# [Data extracts]

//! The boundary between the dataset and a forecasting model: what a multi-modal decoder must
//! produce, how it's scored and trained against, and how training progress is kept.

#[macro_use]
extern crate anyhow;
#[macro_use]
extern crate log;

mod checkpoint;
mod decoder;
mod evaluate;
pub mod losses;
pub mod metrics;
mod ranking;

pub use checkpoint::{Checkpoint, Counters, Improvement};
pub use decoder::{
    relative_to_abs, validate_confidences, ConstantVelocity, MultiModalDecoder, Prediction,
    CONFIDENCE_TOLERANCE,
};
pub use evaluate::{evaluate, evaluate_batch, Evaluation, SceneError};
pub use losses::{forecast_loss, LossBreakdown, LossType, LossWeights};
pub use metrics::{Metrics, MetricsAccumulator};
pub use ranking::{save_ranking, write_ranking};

# [Problem description]
Each record above should be returned exactly as it appears.

# [Worked solution]
//! The boundary between the dataset and a forecasting model: what a multi-modal decoder must
//! produce, how it's scored and trained against, and how training progress is kept.

#[macro_use]
extern crate anyhow;
#[macro_use]
extern crate log;

mod checkpoint;
mod decoder;
mod evaluate;
pub mod losses;
pub mod metrics;
mod ranking;

pub use checkpoint::{Checkpoint, Counters, Improvement};
pub use decoder::{
    relative_to_abs, validate_confidences, ConstantVelocity, MultiModalDecoder, Prediction,
    CONFIDENCE_TOLERANCE,
};
pub use evaluate::{evaluate, evaluate_batch, Evaluation, SceneError};
pub use losses::{forecast_loss, LossBreakdown, LossType, LossWeights};
pub use metrics::{Metrics, MetricsAccumulator};
pub use ranking::{save_ranking, write_ranking};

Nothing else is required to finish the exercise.